27 Responses to “Are They Saying Our Glorious Leaders Aren’t Serious?”

  1. Yojimbo says:

    Well the IMF is correct and I would start our road back to solvency by bouncing the IMF off our books.

  2. Gunslinger says:

    “The US lacks leadership with the desire to stabilize its mounting public debt…”

    Fixed.

  3. Jim - PRS says:

    Way to go, Guns.

  4. Ave says:

    What Yojimbo said. U.S. taxpayers should not be financing the rest of the world until we get our solvency issues resolved at home.

  5. Ave says:

    P.S. Hi Shirley, May 6th!

  6. Mr.
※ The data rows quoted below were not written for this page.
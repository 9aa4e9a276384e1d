//! ASCII plotting for terminal output.
//!
//! This is intentionally "dumb" (fixed-size grid), optimized for:
//! - quick visual sanity checks in a terminal
//! - deterministic output (helpful for golden tests)
//!
//! The risk-by-age chart draws overall CVD risk against age for:
//! - the subject's own factors: `*` line
//! - the reference factors for the same demographics: `.` line
//! - markers: `A` (chronological age), `V` (vascular age)

use crate::domain::RisksFactors;
use crate::engine::{VASCULAR_AGE_RANGE, vascular_age};
use crate::models::overall_risk;
use crate::tables::reference_risks_factors;

/// One polyline on the grid.
struct Series {
    points: Vec<(f64, f64)>,
    ch: char,
}

/// A single labelled point drawn over the lines.
struct Mark {
    x: f64,
    y: f64,
    ch: char,
}

/// Render overall CVD risk vs age for a subject and their reference profile.
pub fn render_risk_by_age(factors: &RisksFactors, width: usize, height: usize) -> String {
    let Some(subject) = risk_by_age(factors) else {
        return "Plot unavailable: overall CVD risk needs gender, lipids, SBP, smoking, diabetes and body size.\n"
            .to_string();
    };
    let reference = risk_by_age(&reference_risks_factors(factors)).unwrap_or_default();

    let mut marks = Vec::new();
    if let Some(v) = vascular_age(factors) {
        if let Some(y) = value_at(&reference, v) {
            marks.push(Mark { x: f64::from(v), y, ch: 'V' });
        }
    }
    if let Some(age) = factors.age {
        if let Some(y) = value_at(&subject, age) {
            marks.push(Mark { x: f64::from(age), y, ch: 'A' });
        }
    }

    let series = [Series { points: subject, ch: '*' }, Series { points: reference, ch: '.' }];
    let (lo, hi) = VASCULAR_AGE_RANGE;
    let mut out = render_plot(&series, &marks, f64::from(lo), f64::from(hi), width, height);
    out.push_str("Legend: * subject  . reference  A age  V vascular age\n");
    out
}

/// Overall risk at every whole age of the domain, or `None` when the factor
/// set cannot produce one.
fn risk_by_age(factors: &RisksFactors) -> Option<Vec<(f64, f64)>> {
    let (lo, hi) = VASCULAR_AGE_RANGE;
    (lo..=hi)
        .map(|a| overall_risk(&factors.with_age(a)).map(|r| (f64::from(a), r)))
        .collect()
}

fn value_at(curve: &[(f64, f64)], age: i32) -> Option<f64> {
    let x = f64::from(age);
    curve.iter().find(|(a, _)| *a == x).map(|&(_, y)| y)
}

fn render_plot(series: &[Series], marks: &[Mark], x_min: f64, x_max: f64, width: usize, height: usize) -> String {
    let width = width.max(10);
    let height = height.max(5);

    // Risks are never negative, so the axis always starts at zero.
    let y_top = series
        .iter()
        .flat_map(|s| s.points.iter().map(|&(_, y)| y))
        .chain(marks.iter().map(|m| m.y))
        .filter(|y| y.is_finite())
        .fold(0.0, f64::max);
    let y_max = if y_top > 0.0 { y_top * 1.05 } else { 1.0 };

    let mut grid = vec![vec![' '; width]; height];

    // Earlier series win where lines overlap.
    for s in series {
        draw_curve(&mut grid, &s.points, s.ch, x_min, x_max, y_max);
    }
    for m in marks {
        let x = map_x(m.x, x_min, x_max, width);
        let y = map_y(m.y, y_max, height);
        grid[y][x] = m.ch;
    }

    let mut out = String::new();
    out.push_str(&format!(
        "Plot: age=[{x_min:.0}, {x_max:.0}] years | risk=[0.0%, {:.1}%]\n",
        y_max * 100.0
    ));
    for row in grid {
        out.push_str(&row.into_iter().collect::<String>());
        out.push('\n');
    }
    out
}

fn map_x(x: f64, x_min: f64, x_max: f64, width: usize) -> usize {
    let width = width.max(2);
    let u = ((x - x_min) / (x_max - x_min)).clamp(0.0, 1.0);
    (u * (width as f64 - 1.0)).round() as usize
}

fn map_y(y: f64, y_max: f64, height: usize) -> usize {
    let height = height.max(2);
    let u = (y / y_max).clamp(0.0, 1.0);
    // y_max is row 0
    (height as f64 - 1.0 - (u * (height as f64 - 1.0))).round() as usize
}

fn draw_curve(grid: &mut [Vec<char>], curve: &[(f64, f64)], ch: char, x_min: f64, x_max: f64, y_max: f64) {
    let height = grid.len();
    let width = grid[0].len();

    let mut prev = None;
    for &(x, y) in curve {
        let gx = map_x(x, x_min, x_max, width);
        let gy = map_y(y, y_max, height);
        match prev {
            Some((x0, y0)) => draw_line(grid, x0, y0, gx, gy, ch),
            None if grid[gy][gx] == ' ' => grid[gy][gx] = ch,
            None => {}
        }
        prev = Some((gx, gy));
    }
}

/// Integer line drawing (Bresenham-ish). Only blank cells are written.
fn draw_line(grid: &mut [Vec<char>], x0: usize, y0: usize, x1: usize, y1: usize, ch: char) {
    let mut x0 = x0 as isize;
    let mut y0 = y0 as isize;
    let x1 = x1 as isize;
    let y1 = y1 as isize;

    let dx = (x1 - x0).abs();
    let sx = if x0 < x1 { 1 } else { -1 };
    let dy = -(y1 - y0).abs();
    let sy = if y0 < y1 { 1 } else { -1 };
    let mut err = dx + dy;

    loop {
        if y0 >= 0
            && (y0 as usize) < grid.len()
            && x0 >= 0
            && (x0 as usize) < grid[0].len()
            && grid[y0 as usize][x0 as usize] == ' '
        {
            grid[y0 as usize][x0 as usize] = ch;
        }

        if x0 == x1 && y0 == y1 {
            break;
        }
        let e2 = 2 * err;
        if e2 >= dy {
            err += dy;
            x0 += sx;
        }
        if e2 <= dx {
            err += dx;
            y0 += sy;
        }
    }
}

#[cfg(test)]
mod tests {
    use super::*;
    use crate::domain::{Gender, Race};

    #[test]
    fn plot_golden_snapshot_small() {
        let series = [Series {
            points: vec![(0.0, 0.0), (9.0, 1.0)],
            ch: '-',
        }];
        let marks = [Mark { x: 0.0, y: 0.0, ch: 'A' }];
        let txt = render_plot(&series, &marks, 0.0, 9.0, 10, 5);
        let expected = concat!(
            "Plot: age=[0, 9] years | risk=[0.0%, 105.0%]\n",
            "        --\n",
            "      --  \n",
            "    --    \n",
            "  --      \n",
            "A-        \n",
        );
        assert_eq!(txt, expected);
    }

    #[test]
    fn chart_marks_age_and_vascular_age() {
        let f = RisksFactors {
            is_smoker: Some(true),
            hypertension_treatment: Some(false),
            has_diabetes: Some(false),
            ..RisksFactors::demographic(50, Gender::Male, "US", Some(Race::White))
                .with_cholesterol(240.0)
                .with_cholesterol_hdl(40.0)
                .with_sbp(150.0)
                .with_body(178.0, 90.0)
        };
        let txt = render_risk_by_age(&f, 60, 15);
        // header + grid + legend
        assert_eq!(txt.lines().count(), 1 + 15 + 1);
        let grid: String = txt.lines().skip(1).take(15).collect();
        assert!(grid.contains('A'));
        assert!(grid.contains('V'));
        assert!(grid.contains('*'));
    }

    #[test]
    fn incomplete_factors_explain_why_there_is_no_plot() {
        let f = RisksFactors::demographic(50, Gender::Male, "US", None);
        assert!(render_risk_by_age(&f, 60, 15).starts_with("Plot unavailable"));
    }
}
Bingley says:

    Damn, you’re a pain in the bubkis! Kennedy?!?

    Have a nice walk…

  7. Ave says:

    I’ve always been a pain and you love it. Had to fly American or lose 65,000 FF miles. Will bus into NYC, haircut at 4pm, then bus out to NJ.

  8. major dad says:

    Ave flew all the way to NY for a haircut?.

  9. Mr. Bingley says:

    And Gaia wept, md.

  10. major dad says:

    Where’s that carbon tax?

  11. Yojimbo says:

    Taking the bus INTO New Jersey, you say? Letters of Transit in a safe and secure location?

  12. major dad says:

    What a you cooking Bing or are you going out?

  13. major dad says:

    Make that “What are”, I can’t type today.

  14. Mr. Bingley says:

    I have a couple of weeks to figure it out what I’m cooking. It will certainly involve an over-abundance of dead flesh that one can’t get too readily in Switzerland.

  15. major dad says:

    I’m sure it will be noteworthy.

  16. Mr. Bingley says:

    Well, it certainly will be washed down with a noteworthy quantity of wine!

  17. JeffS says:

    You guys are making me drool!

  18. nightfly says:

    Hm… shmaybe I can convince the Ladybug to host a small mett-up at Chez Nightfly over that weekend. It’d be a pleasure to welcome y’all. We’ll grill and swill in conditions approximating comfort!

  19. Mr. Bingley says:

    I wouldn’t wish my Sister-Out-Law on anyone.

    These emails are private, ain’t they?

  20. Ave says:

    Meat! Wine! Scintillating conversation with family and friends and a fabulous new haircut from my favorite mane man Fabrice! I CAN HARDLY WAIT!!!

  21. Ave says:

    And I don’t expect future generations to pay for it.

  22. Mr. Bingley says:

    (Sez Ms. Baby Boomer)

  23. nightfly says:

    My apologies. I hadn’t realized this was a family event. But olease save the general idea for a more opportune time, if you like.

  24. tree hugging sister says:

    YOU GUYS MADE DIPTERA CRY.

  25. tree hugging sister says:

    On Mr. Jefferson’s Birthday. FOR SHAME.

  26. mojo says:

    “Well, peel me down and call me Spud!”

  27. Ave says:

    Dear Nightfly, it’s all in the Swilling Family.